Entries taken from a collection
=-=-=
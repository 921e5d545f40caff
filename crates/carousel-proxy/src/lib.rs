//! carousel-proxy — reverse proxy reconfiguration for Carousel.
//!
//! Turns the set of healthy Active instances into an upstream block for
//! the reverse proxy and swaps it in. The three steps stay separate:
//!
//! - **`render`**: pure text generation from a backend set
//! - **validate**: local lint, then the proxy's own linter against a
//!   staged copy; only a `ValidatedConfig` can be applied
//! - **apply**: atomic rename over the live file, then reload; a failed
//!   reload puts the last-known-good file back and reloads again
//!
//! The proxy itself is driven through the `ProxyDriver` seam
//! (`CommandDriver` runs configured commands such as `nginx -t`).

pub mod driver;
pub mod error;
pub mod reconfigurer;
pub mod render;

#[cfg(any(test, feature = "test-utils"))]
pub mod testing;

pub use driver::{CommandDriver, ProxyDriver};
pub use error::{ProxyError, ProxyResult};
pub use reconfigurer::{ProxyReconfigurer, ValidatedConfig};
pub use render::{Backend, RenderedConfig};
//! In-process fleet wired to scripted doubles, for crates that drive a
//! running controller through its handle.

use std::path::PathBuf;
use std::sync::Arc;
use std::time::Duration;

use carousel_core::{PlanId, RotationPlan};
use carousel_health::testing::ScriptedProbe;
use carousel_health::{CheckerSettings, HealthChecker};
use carousel_lifecycle::testing::ScriptedRuntime;
use carousel_lifecycle::{LifecycleManager, RuntimeStatus};
use carousel_proxy::ProxyReconfigurer;
use carousel_proxy::testing::MockDriver;
use carousel_telemetry::{Telemetry, TelemetrySettings};
use rand::SeedableRng;
use rand::rngs::StdRng;
use tempfile::TempDir;
use tokio::sync::watch;
use tokio::task::JoinHandle;

use crate::controller::{ControllerDeps, ControllerSettings, RotationController};
use crate::handle::RotationHandle;

/// Short timeouts so failure paths finish in milliseconds.
pub fn fast_settings(min_healthy: u32, active_count: u32) -> ControllerSettings {
    ControllerSettings {
        min_healthy,
        active_count,
        quarantine_threshold: 2,
        stop_retry_attempts: 3,
        stop_retry_base: Duration::from_millis(10),
        interval_min: Duration::from_secs(60),
        interval_max: Duration::from_secs(120),
        start_timeout: Duration::from_secs(2),
        stop_timeout: Duration::from_secs(2),
        verify_timeout: Duration::from_millis(300),
        proxy_timeout: Duration::from_secs(2),
        runtime_backoff_max: Duration::from_secs(30),
        poll_interval: Duration::from_millis(20),
        standby_cooldown: Duration::from_secs(600),
    }
}

/// Controller task plus the doubles behind it.
pub struct Fleet {
    pub handle: RotationHandle,
    pub runtime: Arc<ScriptedRuntime>,
    pub probe: Arc<ScriptedProbe>,
    pub driver: Arc<MockDriver>,
    pub telemetry: Telemetry,
    pub config_path: PathBuf,
    shutdown: watch::Sender<bool>,
    task: JoinHandle<()>,
    _dir: TempDir,
}

impl Fleet {
    /// Bootstrap and run a controller over `names` (one Active, floor of
    /// one). `running` containers start Running, the rest Stopped.
    pub async fn start(names: &[&str], running: &[&str]) -> Self {
        let runtime = names.iter().fold(ScriptedRuntime::new(), |rt, name| {
            let status = if running.contains(name) {
                RuntimeStatus::Running
            } else {
                RuntimeStatus::Stopped
            };
            rt.with_container(name, status)
        });
        let runtime = Arc::new(runtime);
        let probe = Arc::new(ScriptedProbe::new());
        let driver = Arc::new(MockDriver::new());

        let instances: Vec<(String, String)> = names
            .iter()
            .map(|n| (n.to_string(), format!("{n}:8080")))
            .collect();
        let dir = tempfile::tempdir().unwrap();
        let config_path = dir.path().join("upstream.conf");

        let lifecycle = LifecycleManager::new(runtime.clone(), Duration::from_secs(2), Duration::from_secs(2))
            .with_poll_interval(Duration::from_millis(10));
        let health = HealthChecker::new(
            probe.clone(),
            CheckerSettings {
                timeout: Duration::from_millis(200),
                interval: Duration::from_secs(1),
                failure_threshold: 2,
                max_backoff: Duration::from_secs(8),
            },
            instances.clone(),
        );
        let proxy = ProxyReconfigurer::new(driver.clone(), &config_path, "app").unwrap();
        let telemetry = Telemetry::in_memory(TelemetrySettings {
            retention_count: 100,
            retention_window: Duration::from_secs(3600),
            cache_ttl: Duration::ZERO,
        });

        let deps = ControllerDeps {
            lifecycle,
            health,
            proxy,
            telemetry: telemetry.clone(),
            rng: Box::new(StdRng::seed_from_u64(7)),
        };
        let (mut controller, handle) = RotationController::new(fast_settings(1, 1), instances, deps);
        controller.bootstrap().await;

        let (shutdown, shutdown_rx) = watch::channel(false);
        let task = tokio::spawn(controller.run(shutdown_rx));

        Self {
            handle,
            runtime,
            probe,
            driver,
            telemetry,
            config_path,
            shutdown,
            task,
            _dir: dir,
        }
    }

    /// Wait until plan `id` has finished.
    pub async fn wait_for_plan(&self, id: PlanId) -> RotationPlan {
        let mut status = self.handle.subscribe();
        let view = tokio::time::timeout(
            Duration::from_secs(5),
            status.wait_for(|v| v.last_plan.as_ref().is_some_and(|p| p.id == id)),
        )
        .await
        .expect("plan did not finish in time")
        .expect("controller stopped");
        view.last_plan.clone().expect("plan present")
    }

    /// Stop the controller task and wait for it to exit.
    pub async fn stop(&mut self) {
        let _ = self.shutdown.send(true);
        (&mut self.task).await.unwrap();
    }
}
=-=-=
§ **WHAT TO PRODUCE**
What is needed is the number of lines in the data that hold the word "through", and nothing more.

§ **RESULT OF THIS EXERCISE**
2